Your answers already provide us with initial clues as to what could be the cause of the abdominal pain. This is followed by a physical examination, during which we palpate the abdomen with our hands. We sense which areas are sensitive to pressure and touch or are particularly sensitive to pain. In addition, we listen to the abdomen and can detect unusual sounds. In this way, we can already narrow down the causes.

A gynecological examination provides further clues as to the reason for the abdominal pain. We palpate the vagina and uterus. Colposcopy is also used – an examination with a special instrument (colposcope), which has a magnifying lens, for example, to get indications of cervical inflammation. A vaginal ultrasound (vaginal sonography) is extremely helpful: This allows any changes in the uterus or ovaries to be detected. A smear provides information about infections and possible pathogens.

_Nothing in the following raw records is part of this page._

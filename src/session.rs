use std::collections::BTreeMap;
use std::sync::Arc;

use tracing::{debug, info};

use crate::clock::{Clock, SystemClock};
use crate::error::{SessionError, SessionResult};
use crate::quiz::{Question, Quiz};
use crate::scoring::{self, QuizResult};

#[derive(Debug, Clone, Copy, PartialEq, Eq)]
pub enum SessionStatus {
    InProgress,
    Finished,
}

/// What the owner must do after `advance`
#[derive(Debug, Clone, Copy, PartialEq, Eq)]
pub enum Advance {
    /// Moved on to this question index
    Next(usize),
    /// The last question was passed; the session must be finished
    Finish,
}

#[derive(Debug, Clone, Copy, PartialEq, Eq)]
pub enum TickOutcome {
    Running(u32),
    Expired,
}

/// Mutable in-flight state of a single attempt
#[derive(Debug, Clone, PartialEq, Eq)]
pub struct QuizProgress {
    pub current_question: usize,
    pub answers: BTreeMap<usize, usize>,
    pub time_left: u32,
    pub is_active: bool,
}

/// Begin an attempt: question 0, no answers, the full time budget.
pub fn start_session(quiz: &Quiz) -> SessionResult<QuizProgress> {
    if quiz.questions.is_empty() {
        return Err(SessionError::InvalidQuiz(quiz.id.clone()));
    }

    Ok(QuizProgress {
        current_question: 0,
        answers: BTreeMap::new(),
        time_left: quiz.time_budget_secs(),
        is_active: true,
    })
}

/// Record (or replace) the option chosen for a question.
pub fn select_answer(
    progress: &mut QuizProgress,
    quiz: &Quiz,
    question_index: usize,
    option_index: usize,
) -> SessionResult<()> {
    if !progress.is_active {
        return Err(SessionError::SessionNotActive);
    }

    let question = quiz
        .questions
        .get(question_index)
        .ok_or(SessionError::QuestionOutOfRange {
            question: question_index,
            questions: quiz.questions.len(),
        })?;

    if option_index >= question.options.len() {
        return Err(SessionError::InvalidOption {
            question: question_index,
            option: option_index,
            options: question.options.len(),
        });
    }

    progress.answers.insert(question_index, option_index);
    Ok(())
}

/// Move to the next question, or report that the last one was passed.
pub fn advance(progress: &mut QuizProgress, quiz: &Quiz) -> SessionResult<Advance> {
    if !progress.is_active {
        return Err(SessionError::SessionNotActive);
    }

    if progress.current_question + 1 < quiz.questions.len() {
        progress.current_question += 1;
        Ok(Advance::Next(progress.current_question))
    } else {
        Ok(Advance::Finish)
    }
}

/// One countdown second.
pub fn tick(progress: &mut QuizProgress) -> TickOutcome {
    progress.time_left = progress.time_left.saturating_sub(1);
    if progress.time_left == 0 {
        TickOutcome::Expired
    } else {
        TickOutcome::Running(progress.time_left)
    }
}

/// Score the attempt and close it. A second call is rejected so the
/// result cannot be awarded twice.
pub fn finish_session(
    progress: &mut QuizProgress,
    quiz: &Quiz,
    user_id: &str,
    now: chrono::DateTime<chrono::Local>,
) -> SessionResult<QuizResult> {
    if !progress.is_active {
        return Err(SessionError::SessionAlreadyFinished);
    }

    let total = quiz.questions.len();
    let score = scoring::score(quiz, &progress.answers);
    let result = QuizResult {
        quiz_id: quiz.id.clone(),
        user_id: user_id.to_string(),
        score,
        total_questions: total,
        points_earned: scoring::points_earned(score, total, quiz.points_reward),
        time_taken_secs: scoring::time_taken(quiz.time_budget_secs(), progress.time_left),
        completed_at: now,
    };

    progress.is_active = false;
    Ok(result)
}

/// A quiz attempt owned by whichever screen or controller is running it
pub struct QuizSession {
    quiz: Quiz,
    user_id: String,
    progress: QuizProgress,
    result: Option<QuizResult>,
    clock: Arc<dyn Clock>,
}

impl std::fmt::Debug for QuizSession {
    fn fmt(&self, f: &mut std::fmt::Formatter<'_>) -> std::fmt::Result {
        f.debug_struct("QuizSession")
            .field("quiz", &self.quiz.id)
            .field("user_id", &self.user_id)
            .field("progress", &self.progress)
            .field("result", &self.result)
            .finish()
    }
}

impl QuizSession {
    pub fn start(quiz: Quiz, user_id: impl Into<String>) -> SessionResult<Self> {
        Self::start_with_clock(quiz, user_id, Arc::new(SystemClock))
    }

    pub fn start_with_clock(
        quiz: Quiz,
        user_id: impl Into<String>,
        clock: Arc<dyn Clock>,
    ) -> SessionResult<Self> {
        let progress = start_session(&quiz)?;
        let user_id = user_id.into();
        info!(
            quiz = %quiz.id,
            user = %user_id,
            questions = quiz.questions.len(),
            budget_secs = progress.time_left,
            "session started"
        );
        Ok(Self {
            quiz,
            user_id,
            progress,
            result: None,
            clock,
        })
    }

    pub fn quiz(&self) -> &Quiz {
        &self.quiz
    }

    pub fn user_id(&self) -> &str {
        &self.user_id
    }

    pub fn progress(&self) -> &QuizProgress {
        &self.progress
    }

    pub fn result(&self) -> Option<&QuizResult> {
        self.result.as_ref()
    }

    pub fn status(&self) -> SessionStatus {
        if self.progress.is_active {
            SessionStatus::InProgress
        } else {
            SessionStatus::Finished
        }
    }

    pub fn is_finished(&self) -> bool {
        self.status() == SessionStatus::Finished
    }

    pub fn time_left(&self) -> u32 {
        self.progress.time_left
    }

    pub fn current_index(&self) -> usize {
        self.progress.current_question
    }

    pub fn current_question(&self) -> &Question {
        &self.quiz.questions[self.progress.current_question]
    }

    pub fn is_last_question(&self) -> bool {
        self.progress.current_question + 1 == self.quiz.questions.len()
    }

    pub fn selected_for(&self, question_index: usize) -> Option<usize> {
        self.progress.answers.get(&question_index).copied()
    }

    pub fn selected_for_current(&self) -> Option<usize> {
        self.selected_for(self.progress.current_question)
    }

    pub fn select_answer(&mut self, question_index: usize, option_index: usize) -> SessionResult<()> {
        select_answer(&mut self.progress, &self.quiz, question_index, option_index)?;
        debug!(
            quiz = %self.quiz.id,
            question = question_index,
            option = option_index,
            "answer selected"
        );
        Ok(())
    }

    /// Select an option for the question on screen
    pub fn select(&mut self, option_index: usize) -> SessionResult<()> {
        self.select_answer(self.progress.current_question, option_index)
    }

    /// Advance, finishing the session when the last question is passed.
    /// Returns the result when this call finished the session.
    pub fn advance(&mut self) -> SessionResult<Option<QuizResult>> {
        match advance(&mut self.progress, &self.quiz)? {
            Advance::Next(idx) => {
                debug!(quiz = %self.quiz.id, question = idx, "advanced");
                Ok(None)
            }
            Advance::Finish => self.finish().map(Some),
        }
    }

    /// Count down one second; force-finishes with the answers recorded so
    /// far once the budget runs out.
    pub fn on_tick(&mut self) -> SessionResult<Option<QuizResult>> {
        if !self.progress.is_active {
            return Ok(None);
        }
        match tick(&mut self.progress) {
            TickOutcome::Running(_) => Ok(None),
            TickOutcome::Expired => {
                info!(quiz = %self.quiz.id, "time expired, finishing session");
                self.finish().map(Some)
            }
        }
    }

    pub fn finish(&mut self) -> SessionResult<QuizResult> {
        let result = finish_session(
            &mut self.progress,
            &self.quiz,
            &self.user_id,
            self.clock.now(),
        )?;
        info!(
            quiz = %result.quiz_id,
            score = result.score,
            total = result.total_questions,
            points = result.points_earned,
            time_taken_secs = result.time_taken_secs,
            "session finished"
        );
        self.result = Some(result.clone());
        Ok(result)
    }
}

#[cfg(test)]
mod tests {
    use super::*;
    use crate::clock::FixedClock;
    use crate::quiz::fixtures::sample_quiz;
    use assert_matches::assert_matches;
    use chrono::{Local, TimeZone};

    fn fixed_now() -> chrono::DateTime<Local> {
        Local.with_ymd_and_hms(2024, 3, 1, 9, 30, 0).unwrap()
    }

    fn session() -> QuizSession {
        QuizSession::start_with_clock(sample_quiz(), "u1", Arc::new(FixedClock::new(fixed_now())))
            .unwrap()
    }

    #[test]
    fn start_initializes_progress() {
        let progress = start_session(&sample_quiz()).unwrap();
        assert_eq!(progress.current_question, 0);
        assert!(progress.answers.is_empty());
        assert_eq!(progress.time_left, 600);
        assert!(progress.is_active);
    }

    #[test]
    fn start_rejects_empty_quiz() {
        let mut quiz = sample_quiz();
        quiz.questions.clear();
        assert_matches!(start_session(&quiz), Err(SessionError::InvalidQuiz(id)) if id == "1");
    }

    #[test]
    fn select_rejects_out_of_range_option() {
        let quiz = sample_quiz();
        let mut progress = start_session(&quiz).unwrap();
        assert_matches!(
            select_answer(&mut progress, &quiz, 0, 4),
            Err(SessionError::InvalidOption {
                question: 0,
                option: 4,
                options: 4
            })
        );
        assert!(progress.answers.is_empty());
    }

    #[test]
    fn select_rejects_out_of_range_question() {
        let quiz = sample_quiz();
        let mut progress = start_session(&quiz).unwrap();
        assert_matches!(
            select_answer(&mut progress, &quiz, 3, 0),
            Err(SessionError::QuestionOutOfRange { question: 3, questions: 3 })
        );
    }

    #[test]
    fn select_overwrites_previous_choice() {
        let quiz = sample_quiz();
        let mut progress = start_session(&quiz).unwrap();
        select_answer(&mut progress, &quiz, 0, 1).unwrap();
        select_answer(&mut progress, &quiz, 0, 2).unwrap();
        assert_eq!(progress.answers.get(&0), Some(&2));
        assert_eq!(progress.answers.len(), 1);
    }

    #[test]
    fn advance_walks_then_requests_finish() {
        let quiz = sample_quiz();
        let mut progress = start_session(&quiz).unwrap();
        assert_eq!(advance(&mut progress, &quiz).unwrap(), Advance::Next(1));
        assert_eq!(advance(&mut progress, &quiz).unwrap(), Advance::Next(2));
        assert_eq!(advance(&mut progress, &quiz).unwrap(), Advance::Finish);
        assert_eq!(progress.current_question, 2);
    }

    #[test]
    fn advance_requires_active_session() {
        let quiz = sample_quiz();
        let mut progress = start_session(&quiz).unwrap();
        finish_session(&mut progress, &quiz, "u1", fixed_now()).unwrap();
        assert_matches!(
            advance(&mut progress, &quiz),
            Err(SessionError::SessionNotActive)
        );
    }

    #[test]
    fn finish_scores_example_scenario() {
        let quiz = sample_quiz();
        let mut progress = start_session(&quiz).unwrap();
        for (q, o) in [(0, 2), (1, 1), (2, 0)] {
            select_answer(&mut progress, &quiz, q, o).unwrap();
        }
        progress.time_left = 480;

        let result = finish_session(&mut progress, &quiz, "u1", fixed_now()).unwrap();
        assert_eq!(result.score, 2);
        assert_eq!(result.total_questions, 3);
        assert_eq!(result.points_earned, 33);
        assert_eq!(result.time_taken_secs, 120);
        assert_eq!(result.completed_at, fixed_now());
        assert_eq!(result.user_id, "u1");
        assert!(!progress.is_active);
    }

    #[test]
    fn finish_twice_is_rejected() {
        let quiz = sample_quiz();
        let mut progress = start_session(&quiz).unwrap();
        finish_session(&mut progress, &quiz, "u1", fixed_now()).unwrap();
        assert_matches!(
            finish_session(&mut progress, &quiz, "u1", fixed_now()),
            Err(SessionError::SessionAlreadyFinished)
        );
    }

    #[test]
    fn tick_counts_down_to_expiry() {
        let mut quiz = sample_quiz();
        quiz.time_limit_minutes = 1;
        let mut progress = start_session(&quiz).unwrap();
        for expected in (1..60).rev() {
            assert_eq!(tick(&mut progress), TickOutcome::Running(expected));
        }
        assert_eq!(tick(&mut progress), TickOutcome::Expired);
        assert_eq!(progress.time_left, 0);
    }

    #[test]
    fn session_advance_finishes_on_last_question() {
        let mut s = session();
        assert_eq!(s.status(), SessionStatus::InProgress);
        s.select(2).unwrap();
        assert!(s.advance().unwrap().is_none());
        s.select(1).unwrap();
        assert!(s.advance().unwrap().is_none());
        assert!(s.is_last_question());
        s.select(2).unwrap();

        let result = s.advance().unwrap().expect("last advance finishes");
        assert_eq!(result.score, 3);
        assert_eq!(result.points_earned, 50);
        assert_eq!(s.status(), SessionStatus::Finished);
        assert_eq!(s.result(), Some(&result));
    }

    #[test]
    fn session_timeout_force_finishes() {
        let mut quiz = sample_quiz();
        quiz.time_limit_minutes = 1;
        let mut s =
            QuizSession::start_with_clock(quiz, "u1", Arc::new(FixedClock::new(fixed_now())))
                .unwrap();
        s.select(2).unwrap();

        let mut finished = None;
        for _ in 0..60 {
            if let Some(r) = s.on_tick().unwrap() {
                finished = Some(r);
                break;
            }
        }

        let result = finished.expect("timer should expire");
        assert_eq!(result.score, 1);
        assert_eq!(result.points_earned, 16);
        assert_eq!(result.time_taken_secs, 60);
        assert!(s.is_finished());
        // ticks after expiry are ignored
        assert!(s.on_tick().unwrap().is_none());
    }

    #[test]
    fn session_finish_only_once() {
        let mut s = session();
        s.finish().unwrap();
        assert_matches!(s.finish(), Err(SessionError::SessionAlreadyFinished));
        assert_matches!(s.select(0), Err(SessionError::SessionNotActive));
    }
}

Other tests for abdominal pain include:

  • Blood test – the blood values provide information about inflammations and the condition of the organs
  • Urinalysis
  • Stool examination

  • Ultrasound of the abdomen (abdominal sonography)
  • X-ray examination
  • Computed tomography (CT)
  • Magnetic resonance imaging (MRI= magnetic resonance imaging)
  • Abdominal endoscopy (laparoscopy) for abdominal pain lasting longer than six months

Abdominal pain in women: Prevention, early detection, prognosis

There are no special medical measures to prevent abdominal pain in women. There are also no known specific measures for early detection of lower abdominal pain in the physician’s office. Some women benefit from strategies that include a healthy lifestyle. A healthy diet, plenty of exercise and relaxation can sometimes be effective in prevention.

Otherwise, the general advice is: always seek medical advice promptly for lower abdominal pain that you cannot classify (for example, outside of menstruation). The same applies if the pain does not improve within a short time or even intensifies. And if other symptoms are added, such as nausea and vomiting, a quick visit to the doctor is also advisable. In the case of an ectopic pregnancy or appendicitis, for example, quick action is required. This is because there is a risk of internal bleeding or rupture of the appendix, which can be life-threatening.

Course and prognosis for abdominal pain in women

The course and prognosis of abdominal pain cannot be generally predicted. They always depend on the cause. Lower abdominal pain associated with menstruation usually resolves on its own or with treatment. However, they usually start again with the onset of the next menstrual period.

If there is a disease behind the lower abdominal pain, we need to treat this underlying disease to improve the symptoms. How well this succeeds in turn determines the course and prognosis. However, sometimes the lower abdominal pain becomes chronic. Then they are present for a longer period of time and significantly reduce the joy of life and quality of life. It is then important to provide adequate pain management. It belongs in the hands This should be in the attention of a pain medicine specialist.

Abdominal pain in women: Treatment depending on the cause

The treatment of abdominal pain in women depends largely on the cause. There are effective painkillers and proven home remedies, but sometimes surgery is necessary. There are several pain management options that quickly improve occasional pain. If a disease is the cause of the lower abdominal pain, we must always treat it. The goal is to relieve pain, prevent it from returning, and improve quality of life.